AIM OF THE EXERCISE.
Set down, please, without alteration, the lines of the entries below from the first through the one containing "pub fn resolve(&self, answer: DialogAnswer)".

─── DATA SUPPLIED

use std::cell::RefCell;

use async_trait::async_trait;
use tokio::sync::oneshot;
use yew::Callback;

use crate::coordinator::ports::{ConfirmRequest, Dialogs, PromptRequest};

/// What the modal component should display
#[derive(Debug, Clone, PartialEq)]
pub enum DialogView {
    Confirm(ConfirmRequest),
    Prompt(PromptRequest),
}

#[derive(Debug, Clone, PartialEq)]
pub enum DialogAnswer {
    Confirmed,
    Submitted(Vec<String>),
    Cancelled,
}

/// Dialogs drawn by the in-page modal.
///
/// Each request waits on its own oneshot channel. Opening a new dialog drops
/// the previous sender, so an abandoned request resolves as cancelled.
pub struct ModalDialogs {
    show: Callback<Option<DialogView>>,
    pending: RefCell<Option<oneshot::Sender<DialogAnswer>>>,
}

impl ModalDialogs {
    /// `show` receives the dialog to render, or `None` to close it
    pub fn new(show: Callback<Option<DialogView>>) -> Self {
        Self {
            show,
            pending: RefCell::new(None),
        }
    }

    /// Called by the modal's buttons
    pub fn resolve(&self, answer: DialogAnswer) {
        let sender = self.pending.borrow_mut().take();
        self.show.emit(None);

        match sender {
            Some(sender) => {
                if sender.send(answer).is_err() {
                    log::debug!(target: "dialogs", "answer arrived after the request was dropped");
                }
            }
            None => log::debug!(target: "dialogs", "no dialog waiting for an answer"),
        }
    }

    pub fn is_open(&self) -> bool {
        self.pending.borrow().is_some()
    }

    async fn ask(&self, view: DialogView) -> DialogAnswer {
        let (sender, receiver) = oneshot::channel();
        if self.pending.borrow_mut().replace(sender).is_some() {
            log::debug!(target: "dialogs", "replacing an unanswered dialog");
        }
        self.show.emit(Some(view));

        receiver.await.unwrap_or(DialogAnswer::Cancelled)
    }
}

#[async_trait(?Send)]
impl Dialogs for ModalDialogs {
    async fn confirm(&self, request: ConfirmRequest) -> bool {
        matches!(
            self.ask(DialogView::Confirm(request)).await,
            DialogAnswer::Confirmed
        )
    }

    async fn prompt(&self, request: PromptRequest) -> Option<Vec<String>> {
        match self.ask(DialogView::Prompt(request)).await {
            DialogAnswer::Submitted(values) => Some(values),
            DialogAnswer::Confirmed | DialogAnswer::Cancelled => None,
        }
    }
}

/// `window.confirm` / `window.prompt`; one browser prompt per field
pub struct NativeDialogs;

#[async_trait(?Send)]
impl Dialogs for NativeDialogs {
    async fn confirm(&self, request: ConfirmRequest) -> bool {
        gloo::dialogs::confirm(&format!("{}\n\n{}", request.title, request.message))
    }

    async fn prompt(&self, request: PromptRequest) -> Option<Vec<String>> {
        request
            .fields
            .iter()
            .map(|field| gloo::dialogs::prompt(&field.label, None))
            .collect()
    }
}

#[cfg(all(test, not(target_arch = "wasm32")))]
mod tests {
    use super::*;
    use crate::coordinator::ports::FieldKind;
    use std::rc::Rc;

    fn recording_modal() -> (Rc<ModalDialogs>, Rc<RefCell<Vec<Option<DialogView>>>>) {
        let shown = Rc::new(RefCell::new(Vec::new()));
        let show = {
            let shown = shown.clone();
            Callback::from(move |view: Option<DialogView>| shown.borrow_mut().push(view))
        };
        (Rc::new(ModalDialogs::new(show)), shown)
    }

    fn delete_request() -> ConfirmRequest {
        ConfirmRequest::new("Delete Expense?", "Really?", "Delete")
    }

    #[tokio::test]
    async fn test_confirm_resolves_with_answer() {
        let (dialogs, shown) = recording_modal();

        let (confirmed, _) = tokio::join!(dialogs.confirm(delete_request()), async {
            tokio::task::yield_now().await;
            dialogs.resolve(DialogAnswer::Confirmed);
        });

        assert!(confirmed);
        assert!(!dialogs.is_open());
        assert_eq!(
            *shown.borrow(),
            vec![Some(DialogView::Confirm(delete_request())), None]
        );
    }

    #[tokio::test]
    async fn test_cancel_resolves_false() {
        let (dialogs, _) = recording_modal();

        let (confirmed, _) = tokio::join!(dialogs.confirm(delete_request()), async {
            tokio::task::yield_now().await;
            dialogs.resolve(DialogAnswer::Cancelled);
        });

        assert!(!confirmed);
    }

    #[tokio::test]
    async fn test_prompt_returns_submitted_values() {
        let (dialogs, _) = recording_modal();
        let request = PromptRequest::new("New Savings Goal")
            .field("What are you saving for?", FieldKind::Text)
            .field("Target amount ($):", FieldKind::Amount);

        let (values, _) = tokio::join!(dialogs.prompt(request), async {
            tokio::task::yield_now().await;
            dialogs.resolve(DialogAnswer::Submitted(vec![
                "Bike".to_string(),
                "500".to_string(),
            ]));
        });

        assert_eq!(values, Some(vec!["Bike".to_string(), "500".to_string()]));
    }

    #[tokio::test]
    async fn test_new_dialog_cancels_the_pending_one() {
        let (dialogs, _) = recording_modal();

        let (first, second, _) = tokio::join!(
            dialogs.confirm(delete_request()),
            async {
                tokio::task::yield_now().await;
                dialogs
                    .confirm(ConfirmRequest::new("Archive Goal?", "Sure?", "Archive"))
                    .await
            },
            async {
                tokio::task::yield_now().await;
                tokio::task::yield_now().await;
                dialogs.resolve(DialogAnswer::Confirmed);
            }
        );

        assert!(!first);
        assert!(second);
    }

    #[test]
    fn test_resolve_without_pending_dialog_only_closes() {
        let (dialogs, shown) = recording_modal();

        dialogs.resolve(DialogAnswer::Confirmed);

        assert_eq!(*shown.borrow(), vec![None]);
    }
}
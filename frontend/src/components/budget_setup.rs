use std::collections::BTreeMap;

use shared::Category;
use web_sys::HtmlFormElement;
use yew::prelude::*;

use super::{form_field, form_values, panel_classes};
use crate::coordinator::state::Tab;
use crate::coordinator::view_models::{BudgetFormView, LearningPeriodView};
use crate::hooks::use_view_coordinator::CoordinatorHandle;

#[derive(Properties, PartialEq)]
pub struct BudgetPanelProps {
    pub active: bool,
    pub coordinator: CoordinatorHandle,
    pub form: Option<BudgetFormView>,
    pub generation: u32,
    pub learning_period: Option<LearningPeriodView>,
}

#[function_component(BudgetPanel)]
pub fn budget_panel(props: &BudgetPanelProps) -> Html {
    html! {
        <section id={Tab::Budget.panel_id()} class={panel_classes(props.active)}>
            {if let Some(view) = &props.learning_period {
                html! { <LearningPeriodBanner coordinator={props.coordinator.clone()} view={view.clone()} /> }
            } else {
                html! {}
            }}
            {match &props.form {
                None => html! { <div class="card loading">{"Loading..."}</div> },
                Some(form) => html! {
                    <BudgetForm
                        key={props.generation.to_string()}
                        coordinator={props.coordinator.clone()}
                        form={form.clone()}
                    />
                },
            }}
        </section>
    }
}

#[derive(Properties, PartialEq)]
struct BudgetFormProps {
    coordinator: CoordinatorHandle,
    form: BudgetFormView,
}

#[function_component(BudgetForm)]
fn budget_form(props: &BudgetFormProps) -> Html {
    let onsubmit = {
        let coordinator = props.coordinator.clone();
        Callback::from(move |e: SubmitEvent| {
            e.prevent_default();
            let form: HtmlFormElement = e.target_unchecked_into();
            let Some(data) = form_values(&form) else {
                return;
            };

            let inputs: BTreeMap<Category, String> = Category::ALL
                .iter()
                .map(|&category| (category, form_field(&data, category.as_str())))
                .collect();
            coordinator.spawn(move |c| async move { c.save_budget(&inputs).await });
        })
    };

    html! {
        <form class="card budget-form" {onsubmit}>
            <h2>{"Monthly Budget"}</h2>
            <div class="budget-grid">
                {for props.form.inputs.iter().map(|input| {
                    let id = format!("budget-{}", input.category.as_str().to_lowercase().replace(' ', "-"));
                    html! {
                        <div class="form-group">
                            <label for={id.clone()}>{input.category.as_str()}</label>
                            <input
                                type="number"
                                id={id}
                                name={input.category.as_str()}
                                value={input.value.clone()}
                                step="0.01"
                                min="0"
                            />
                        </div>
                    }
                })}
            </div>
            <button type="submit" class="btn btn-primary">{"Save Budget"}</button>
        </form>
    }
}

#[derive(Properties, PartialEq)]
struct LearningPeriodBannerProps {
    coordinator: CoordinatorHandle,
    view: LearningPeriodView,
}

#[function_component(LearningPeriodBanner)]
fn learning_period_banner(props: &LearningPeriodBannerProps) -> Html {
    let on_apply = {
        let coordinator = props.coordinator.clone();
        Callback::from(move |_: MouseEvent| coordinator.get().apply_suggested_budgets())
    };

    let details = match &props.view {
        LearningPeriodView::InProgress { .. } => html! {
            <p>{"Keep logging expenses. Suggested budgets appear once the learning period is over."}</p>
        },
        LearningPeriodView::Complete {
            insights,
            has_suggestions,
            ..
        } => html! {
            <>
                <ul class="insights">
                    {for insights.iter().map(|insight| html! { <li>{insight}</li> })}
                </ul>
                {if *has_suggestions {
                    html! {
                        <button type="button" class="btn btn-secondary" onclick={on_apply}>
                            {"Apply Suggested Budgets"}
                        </button>
                    }
                } else {
                    html! {}
                }}
            </>
        },
    };

    html! {
        <div class="card learning-banner">
            <h3>{props.view.headline()}</h3>
            {details}
        </div>
    }
}
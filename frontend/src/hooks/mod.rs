pub mod use_view_coordinator;
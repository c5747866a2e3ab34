use chrono::NaiveDate;
use serde::{Deserialize, Serialize};
use std::collections::BTreeMap;
use std::fmt;
use std::str::FromStr;

/// Fixed spending categories offered by the entry and budget forms.
///
/// Serialized with the human-readable name the backend stores ("Dining Out").
#[derive(Debug, Clone, Copy, PartialEq, Eq, PartialOrd, Ord, Hash, Serialize, Deserialize)]
pub enum Category {
    Groceries,
    #[serde(rename = "Dining Out")]
    DiningOut,
    Transportation,
    Gas,
    Entertainment,
    Utilities,
    Shopping,
    Healthcare,
    Housing,
    Insurance,
    Subscriptions,
    Other,
}

impl Category {
    /// Every category, in the order the forms list them
    pub const ALL: [Category; 12] = [
        Category::Groceries,
        Category::DiningOut,
        Category::Transportation,
        Category::Gas,
        Category::Entertainment,
        Category::Utilities,
        Category::Shopping,
        Category::Healthcare,
        Category::Housing,
        Category::Insurance,
        Category::Subscriptions,
        Category::Other,
    ];

    pub fn as_str(&self) -> &'static str {
        match self {
            Category::Groceries => "Groceries",
            Category::DiningOut => "Dining Out",
            Category::Transportation => "Transportation",
            Category::Gas => "Gas",
            Category::Entertainment => "Entertainment",
            Category::Utilities => "Utilities",
            Category::Shopping => "Shopping",
            Category::Healthcare => "Healthcare",
            Category::Housing => "Housing",
            Category::Insurance => "Insurance",
            Category::Subscriptions => "Subscriptions",
            Category::Other => "Other",
        }
    }
}

impl fmt::Display for Category {
    fn fmt(&self, f: &mut fmt::Formatter<'_>) -> fmt::Result {
        f.write_str(self.as_str())
    }
}

#[derive(Debug, Clone, PartialEq, thiserror::Error)]
#[error("unknown category: {0}")]
pub struct UnknownCategory(pub String);

impl FromStr for Category {
    type Err = UnknownCategory;

    fn from_str(s: &str) -> Result<Self, Self::Err> {
        Category::ALL
            .iter()
            .copied()
            .find(|category| category.as_str() == s.trim())
            .ok_or_else(|| UnknownCategory(s.to_string()))
    }
}

/// Expense as returned by `GET /api/expenses`.
///
/// The category stays a plain string: older backends know categories that
/// are not in [`Category::ALL`].
#[derive(Debug, Clone, PartialEq, Serialize, Deserialize)]
pub struct Expense {
    pub id: i64,
    pub date: NaiveDate,
    pub category: String,
    pub amount: f64,
    pub description: Option<String>,
}

/// Body of `POST /api/expenses`
#[derive(Debug, Clone, PartialEq, Serialize, Deserialize)]
pub struct NewExpense {
    pub date: NaiveDate,
    pub category: Category,
    pub amount: f64,
    pub description: String,
}

/// Optional inclusive date bounds used by the expense list and the
/// category breakdown chart.
#[derive(Debug, Clone, Copy, Default, PartialEq, Eq)]
pub struct DateRange {
    pub start: Option<NaiveDate>,
    pub end: Option<NaiveDate>,
}

impl DateRange {
    pub fn new(start: Option<NaiveDate>, end: Option<NaiveDate>) -> Self {
        Self { start, end }
    }

    /// No bounds at all, i.e. "fetch everything"
    pub fn is_unbounded(&self) -> bool {
        self.start.is_none() && self.end.is_none()
    }

    /// Query string including the leading `?`, or an empty string when unbounded.
    pub fn to_query(&self) -> String {
        let mut params = Vec::new();
        if let Some(start) = self.start {
            params.push(format!("start_date={}", start.format("%Y-%m-%d")));
        }
        if let Some(end) = self.end {
            params.push(format!("end_date={}", end.format("%Y-%m-%d")));
        }

        if params.is_empty() {
            String::new()
        } else {
            format!("?{}", params.join("&"))
        }
    }
}

/// Monthly limit per category name, as stored by `/api/budgets`.
///
/// A category that is absent has no budget; it is never sent as zero.
#[derive(Debug, Clone, Default, PartialEq, Serialize, Deserialize)]
#[serde(transparent)]
pub struct BudgetMap(BTreeMap<String, f64>);

impl BudgetMap {
    pub fn new() -> Self {
        Self::default()
    }

    /// Limit for a category, 0 when no budget is set
    pub fn limit(&self, category: Category) -> f64 {
        self.0.get(category.as_str()).copied().unwrap_or(0.0)
    }

    pub fn insert(&mut self, category: Category, limit: f64) {
        self.0.insert(category.as_str().to_string(), limit);
    }

    pub fn contains(&self, category: Category) -> bool {
        self.0.contains_key(category.as_str())
    }

    pub fn len(&self) -> usize {
        self.0.len()
    }

    pub fn is_empty(&self) -> bool {
        self.0.is_empty()
    }

    pub fn iter(&self) -> impl Iterator<Item = (&str, f64)> {
        self.0.iter().map(|(name, limit)| (name.as_str(), *limit))
    }

    pub fn total(&self) -> f64 {
        self.0.values().sum()
    }
}

impl FromIterator<(Category, f64)> for BudgetMap {
    fn from_iter<I: IntoIterator<Item = (Category, f64)>>(iter: I) -> Self {
        let mut map = BudgetMap::new();
        for (category, limit) in iter {
            map.insert(category, limit);
        }
        map
    }
}

/// Savings ledger entry from `GET /api/savings`
#[derive(Debug, Clone, PartialEq, Serialize, Deserialize)]
pub struct SavingsEntry {
    pub id: i64,
    pub date: NaiveDate,
    pub amount: f64,
    pub description: Option<String>,
}

/// Body of `POST /api/savings`
#[derive(Debug, Clone, PartialEq, Serialize, Deserialize)]
pub struct NewSavingsEntry {
    pub date: NaiveDate,
    pub amount: f64,
    pub description: String,
}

──────

TASK SOLUTION.
use std::cell::RefCell;

use async_trait::async_trait;
use tokio::sync::oneshot;
use yew::Callback;

use crate::coordinator::ports::{ConfirmRequest, Dialogs, PromptRequest};

/// What the modal component should display
#[derive(Debug, Clone, PartialEq)]
pub enum DialogView {
    Confirm(ConfirmRequest),
    Prompt(PromptRequest),
}

#[derive(Debug, Clone, PartialEq)]
pub enum DialogAnswer {
    Confirmed,
    Submitted(Vec<String>),
    Cancelled,
}

/// Dialogs drawn by the in-page modal.
///
/// Each request waits on its own oneshot channel. Opening a new dialog drops
/// the previous sender, so an abandoned request resolves as cancelled.
pub struct ModalDialogs {
    show: Callback<Option<DialogView>>,
    pending: RefCell<Option<oneshot::Sender<DialogAnswer>>>,
}

impl ModalDialogs {
    /// `show` receives the dialog to render, or `None` to close it
    pub fn new(show: Callback<Option<DialogView>>) -> Self {
        Self {
            show,
            pending: RefCell::new(None),
        }
    }

    /// Called by the modal's buttons
    pub fn resolve(&self, answer: DialogAnswer) {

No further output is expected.